**TASK REQUIREMENTS:**
Every line holding "frame" should be copied from the records below.

**DATA SUPPLIED:**
■ ■ ■ ■
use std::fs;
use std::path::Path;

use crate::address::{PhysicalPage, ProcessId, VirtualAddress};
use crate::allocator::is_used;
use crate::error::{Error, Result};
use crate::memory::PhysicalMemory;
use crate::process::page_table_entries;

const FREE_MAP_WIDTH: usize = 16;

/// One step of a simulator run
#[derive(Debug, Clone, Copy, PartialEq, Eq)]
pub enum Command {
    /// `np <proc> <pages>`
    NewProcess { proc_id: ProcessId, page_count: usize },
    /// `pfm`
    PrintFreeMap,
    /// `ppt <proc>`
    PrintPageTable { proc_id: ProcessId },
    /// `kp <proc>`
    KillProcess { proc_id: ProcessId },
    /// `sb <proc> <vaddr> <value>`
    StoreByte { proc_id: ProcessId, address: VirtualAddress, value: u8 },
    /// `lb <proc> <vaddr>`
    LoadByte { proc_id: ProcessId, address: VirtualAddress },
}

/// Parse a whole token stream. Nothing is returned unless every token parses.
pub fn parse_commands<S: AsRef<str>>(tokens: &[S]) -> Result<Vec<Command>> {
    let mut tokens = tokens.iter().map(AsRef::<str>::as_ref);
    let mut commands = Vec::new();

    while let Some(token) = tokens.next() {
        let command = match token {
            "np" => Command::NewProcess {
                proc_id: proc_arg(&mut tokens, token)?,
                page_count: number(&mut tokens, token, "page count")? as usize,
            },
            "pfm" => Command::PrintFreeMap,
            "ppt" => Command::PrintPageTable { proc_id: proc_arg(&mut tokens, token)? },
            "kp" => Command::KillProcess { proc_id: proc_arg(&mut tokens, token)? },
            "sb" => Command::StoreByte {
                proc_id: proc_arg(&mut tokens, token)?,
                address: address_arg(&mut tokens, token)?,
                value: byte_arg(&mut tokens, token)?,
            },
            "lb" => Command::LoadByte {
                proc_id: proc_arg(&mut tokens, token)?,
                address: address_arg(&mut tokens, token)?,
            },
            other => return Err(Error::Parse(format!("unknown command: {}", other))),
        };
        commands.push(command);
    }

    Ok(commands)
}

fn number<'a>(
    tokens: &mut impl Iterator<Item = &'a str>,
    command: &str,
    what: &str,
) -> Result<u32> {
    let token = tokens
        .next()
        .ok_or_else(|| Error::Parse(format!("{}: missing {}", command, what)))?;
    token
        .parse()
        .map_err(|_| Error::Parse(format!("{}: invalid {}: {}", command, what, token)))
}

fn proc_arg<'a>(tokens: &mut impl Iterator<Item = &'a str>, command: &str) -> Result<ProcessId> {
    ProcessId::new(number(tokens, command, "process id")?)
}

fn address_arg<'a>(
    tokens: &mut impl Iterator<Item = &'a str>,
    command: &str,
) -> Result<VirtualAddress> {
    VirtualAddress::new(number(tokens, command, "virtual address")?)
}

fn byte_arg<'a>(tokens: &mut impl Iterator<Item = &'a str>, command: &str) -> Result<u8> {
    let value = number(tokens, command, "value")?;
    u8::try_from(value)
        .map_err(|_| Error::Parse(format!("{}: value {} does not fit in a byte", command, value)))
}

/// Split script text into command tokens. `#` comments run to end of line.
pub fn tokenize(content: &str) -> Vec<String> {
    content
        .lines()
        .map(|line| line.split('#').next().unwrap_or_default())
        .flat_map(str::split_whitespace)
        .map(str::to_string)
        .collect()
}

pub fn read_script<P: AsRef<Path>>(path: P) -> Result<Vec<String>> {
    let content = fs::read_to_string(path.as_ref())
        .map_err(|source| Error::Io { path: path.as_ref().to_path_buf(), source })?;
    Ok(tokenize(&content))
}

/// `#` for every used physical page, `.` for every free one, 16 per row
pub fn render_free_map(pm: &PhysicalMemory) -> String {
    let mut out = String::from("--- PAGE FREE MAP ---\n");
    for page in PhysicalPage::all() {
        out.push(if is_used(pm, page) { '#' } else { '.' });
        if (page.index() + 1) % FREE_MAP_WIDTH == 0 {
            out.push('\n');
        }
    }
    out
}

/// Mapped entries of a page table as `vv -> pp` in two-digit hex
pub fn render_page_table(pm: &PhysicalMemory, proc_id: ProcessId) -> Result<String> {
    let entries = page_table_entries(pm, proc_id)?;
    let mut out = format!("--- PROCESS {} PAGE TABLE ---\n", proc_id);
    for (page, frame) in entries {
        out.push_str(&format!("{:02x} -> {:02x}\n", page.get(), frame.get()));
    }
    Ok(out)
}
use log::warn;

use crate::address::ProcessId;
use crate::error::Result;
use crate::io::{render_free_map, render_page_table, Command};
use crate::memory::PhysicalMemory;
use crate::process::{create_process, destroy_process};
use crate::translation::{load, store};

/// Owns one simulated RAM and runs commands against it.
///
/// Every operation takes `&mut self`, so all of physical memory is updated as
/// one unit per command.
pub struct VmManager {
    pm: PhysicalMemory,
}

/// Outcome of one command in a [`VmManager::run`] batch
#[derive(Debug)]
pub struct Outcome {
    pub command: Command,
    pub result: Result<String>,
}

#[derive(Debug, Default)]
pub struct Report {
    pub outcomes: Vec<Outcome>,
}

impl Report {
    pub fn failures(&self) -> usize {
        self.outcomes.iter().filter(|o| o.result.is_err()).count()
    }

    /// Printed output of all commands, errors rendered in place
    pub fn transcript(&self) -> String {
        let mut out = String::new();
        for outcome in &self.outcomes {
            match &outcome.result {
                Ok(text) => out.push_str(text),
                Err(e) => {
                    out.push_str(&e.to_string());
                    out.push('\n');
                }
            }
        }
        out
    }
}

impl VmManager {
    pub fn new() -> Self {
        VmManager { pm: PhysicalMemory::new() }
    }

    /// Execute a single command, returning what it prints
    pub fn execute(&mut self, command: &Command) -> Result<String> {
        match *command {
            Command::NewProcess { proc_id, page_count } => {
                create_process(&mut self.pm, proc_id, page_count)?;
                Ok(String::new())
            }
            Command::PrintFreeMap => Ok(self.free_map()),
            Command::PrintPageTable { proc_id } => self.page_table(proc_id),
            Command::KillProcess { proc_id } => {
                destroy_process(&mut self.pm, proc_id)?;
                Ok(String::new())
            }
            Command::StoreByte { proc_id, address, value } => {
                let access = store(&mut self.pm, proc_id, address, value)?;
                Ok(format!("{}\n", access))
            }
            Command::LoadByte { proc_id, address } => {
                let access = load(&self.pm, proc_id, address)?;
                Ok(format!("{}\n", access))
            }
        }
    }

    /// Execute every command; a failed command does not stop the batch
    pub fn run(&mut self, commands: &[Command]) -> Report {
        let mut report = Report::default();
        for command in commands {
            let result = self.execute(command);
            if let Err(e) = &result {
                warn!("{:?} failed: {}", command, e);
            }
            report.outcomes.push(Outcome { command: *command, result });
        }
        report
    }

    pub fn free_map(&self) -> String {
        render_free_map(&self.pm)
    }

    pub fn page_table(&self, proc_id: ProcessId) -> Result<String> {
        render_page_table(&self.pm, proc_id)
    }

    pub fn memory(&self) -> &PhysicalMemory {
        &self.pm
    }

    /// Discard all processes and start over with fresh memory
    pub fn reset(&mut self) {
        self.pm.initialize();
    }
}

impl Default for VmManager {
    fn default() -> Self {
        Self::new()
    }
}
■ ■ ■ ■
**ANSWER BELOW:**
    for (page, frame) in entries {
        out.push_str(&format!("{:02x} -> {:02x}\n", page.get(), frame.get()));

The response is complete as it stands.